When it comes to dating, your teenager needs to know that it is still important that they are taking care of their responsibilities such as maintaining their grades and doing their chores at home.  If your child uses the phone or a cell phone, it is important to set reasonable limits so that they aren’t constantly on the phone or texting when they should be taking care of their responsibilities.  Once they have taken care of their responsibilities without you having to remind them constantly, it is important to reward them and allow them to spend time with their date.

Teach Your Teen That Dating Can Be Expensive

Some teenagers don’t have a job and rely on their parents to pay for their dating adventures, so your teenager needs to know that you don’t mind giving them a reasonable amount of money occasionally but they may have to find activities that don’t cost money to do.  A teenager who has a job, might have a bit more flexibility with their finances and can go on more outings as long as their responsibilities are taken care of first, especially if they have a car.

What Is Your Responsibility as a Parent to Make Ensure That You Maintain A Healthy Relationship with Your Teen While They are Dating Someone?

Parents it is important that you set the expectations when your teenager begins dating their first crush.  This will set the tone for any subsequent dates or relationships that your child will encounter during the rest of their teenage years.

  • Set firm boundaries.
  • Be flexible and allow your child to go on group dates if you don’t feel as if he or she is old enough to go on one on one dates alone.
  • Keep the lines of communication open.
  • Be honest with your child.
  • Always give your child an escape route in case they end up in a situation that is uncomfortable for them.
  • Support them as long as they are following the rules.
  • Be there for them if they need someone to listen to them or for a shoulder to cry on.

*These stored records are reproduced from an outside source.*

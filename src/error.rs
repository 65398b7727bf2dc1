//! Error handling module for the screen selector
//!
//! Provides centralized error handling with proper error types using thiserror.
//! Selection failures have their own `SelectionError` so callers can match on
//! them without going through the crate-wide error.

use thiserror::Error;

use crate::params::ParamError;

/// Fatal outcomes of a screen selection.
///
/// Every variant names the offending parameter and value in its message.
#[derive(Error, Debug, Clone, PartialEq, Eq)]
pub enum SelectionError {
    /// The catalog declared no screens at all
    #[error("screen catalog is empty: at least one screen must be declared")]
    EmptyCatalog,

    /// Two or more overrides ask for something that cannot exist together
    #[error("incompatible override {parameter}={value}: {reason}")]
    IncompatibleOverrides {
        parameter: String,
        value: String,
        reason: String,
    },

    /// The initial screen is not part of the runtime screens
    #[error("screen not found: initialScreen={index}")]
    InitialScreenNotFound { index: usize },
}

impl SelectionError {
    /// Create an incompatible-override error
    pub fn incompatible(
        parameter: impl Into<String>,
        value: impl ToString,
        reason: impl Into<String>,
    ) -> Self {
        Self::IncompatibleOverrides {
            parameter: parameter.into(),
            value: value.to_string(),
            reason: reason.into(),
        }
    }

    /// Name of the parameter this error is about, if any
    pub fn parameter(&self) -> Option<&str> {
        match self {
            Self::EmptyCatalog => None,
            Self::IncompatibleOverrides { parameter, .. } => Some(parameter.as_str()),
            Self::InitialScreenNotFound { .. } => Some(crate::params::INITIAL_SCREEN),
        }
    }
}

/// Main error type for the screen selector
#[derive(Error, Debug)]
pub enum ScreenSelectorError {
    /// IO errors (reading and writing catalog files)
    #[error("IO error: {0}")]
    Io(#[from] std::io::Error),

    /// Catalog JSON serialization/deserialization errors
    #[error("JSON error: {0}")]
    Json(#[from] serde_json::Error),

    /// Catalog validation errors
    #[error("Catalog error: {0}")]
    Catalog(String),

    /// Screen selection failures
    #[error("Selection error: {0}")]
    Selection(#[from] SelectionError),

    /// Startup parameter errors
    #[error("Parameter error: {0}")]
    Params(#[from] ParamError),
}

/// Result type alias for screen selector operations
pub type Result<T> = std::result::Result<T, ScreenSelectorError>;

// Convenient error constructors
impl ScreenSelectorError {
    /// Create a catalog error
    pub fn catalog(msg: impl Into<String>) -> Self {
        Self::Catalog(msg.into())
    }
}
use serde::{Deserialize, Serialize};
use std::path::Path;
use std::str::FromStr;

use crate::error::{Error, Result};
use crate::resolver::{Resolver, DEFAULT_EXTENSION};

/// Namespace mappings loaded from a TOML file.
///
/// ```toml
/// extension = "php"
///
/// [[namespace]]
/// prefix = "Acme\\Log"
/// directories = ["./src/log", "./lib/log"]
/// ```
#[derive(Debug, Clone, PartialEq, Serialize, Deserialize)]
pub struct Manifest {
    #[serde(default = "default_extension")]
    pub extension: String,
    #[serde(default, rename = "namespace")]
    pub namespaces: Vec<NamespaceMapping>,
}

#[derive(Debug, Clone, PartialEq, Serialize, Deserialize)]
pub struct NamespaceMapping {
    pub prefix: String,
    pub directories: Vec<String>,
    #[serde(default)]
    pub prepend: bool,
}

fn default_extension() -> String {
    DEFAULT_EXTENSION.to_string()
}

impl Default for Manifest {
    fn default() -> Self {
        Self {
            extension: default_extension(),
            namespaces: Vec::new(),
        }
    }
}

impl Manifest {
    pub fn load(path: impl AsRef<Path>) -> Result<Self> {
        let content = std::fs::read_to_string(path.as_ref())?;
        content.parse()
    }

    /// Build a resolver with this manifest's extension and mappings.
    pub fn into_resolver(self) -> Result<Resolver> {
        let resolver = Resolver::new().with_extension(self.extension.as_str());
        self.apply(&resolver)?;
        Ok(resolver)
    }

    /// Register every mapping, in document order, into `resolver`.
    ///
    /// The mappings are applied together: if one is invalid, none of them
    /// are registered.
    pub fn apply(&self, resolver: &Resolver) -> Result<()> {
        let mut entries = Vec::new();
        for mapping in &self.namespaces {
            if mapping.prepend {
                // Prepend in reverse so the listed order survives.
                for directory in mapping.directories.iter().rev() {
                    entries.push((mapping.prefix.as_str(), directory.as_str(), true));
                }
            } else {
                for directory in &mapping.directories {
                    entries.push((mapping.prefix.as_str(), directory.as_str(), false));
                }
            }
        }
        resolver.register_all(entries)
    }
}

impl FromStr for Manifest {
    type Err = Error;

    fn from_str(content: &str) -> Result<Self> {
        Ok(toml::from_str(content)?)
    }
}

How old was your teenager when they first started dating?

Comments

11 responses to “A Parents Guide: Surviving Your Teenager’s First Crush”

  1. Pepper Tan Avatar

    It’s going to be a few more years before my daughter hits her teen years. I’m dreading it, totally! But I guess if I arm myself with this knowledge, I could handle anything. Thanks for sharing.

    1. Christy Avatar

      Yes it is better to be educated beforehand and learn the importance of open communication now. 🙂

  2. April - My Bizarre Family Avatar

    Very good tips. I love the tip of setting an escape route in case they end up in a dangerous or sticky situation. Thanks for sharing!

    1. Christy Avatar

      Thank you April. I think the escape route makes the feel that they can come to you no matter what the situation is.

  3. Steph~ Avatar
    Steph~

    Christy, another BEST OF Christy article~ 🙂 I value how you included so many necessary points such as boundaries, communication, morals, and the differences between love, dating, and sex. Thank you for being the dedicated mom, wife, friend, and Sister-In-Christ you are EVERY day~ XO Steph~

    1. Christy Avatar

      Thank you for your kind words and encouragement. 🙂

  4. Steph~ Avatar
    Steph~

    p.s.- My dm’s aren’t working to reply to anyone 🙁 & I needed to talk w/you tonight although have zero cel signal to talk from hospital so I hope I can call you tomorrow~

  5. Cynthia Avatar

    Thank you for sharing. Those teen years are tough for kids, it’s great to set up an environment where both parent & child and speak about dating openly.

    1. Christy Avatar

      I agree Cynthia thank you for sharing.

  6. Crazed in the Kitchen Avatar

    I loved this article. My boys are little now–just 4 and 2–but I don’t think it’s ever too early to open the lines of communication with your kids. If they are comfortable talking to me now, and know I will listen, then I hope that relationship will follow us into their teenage years. Thanks for sharing!

    1. Christy Avatar

      I agree, starting now will pave the way for a great relationship going into those teenage years.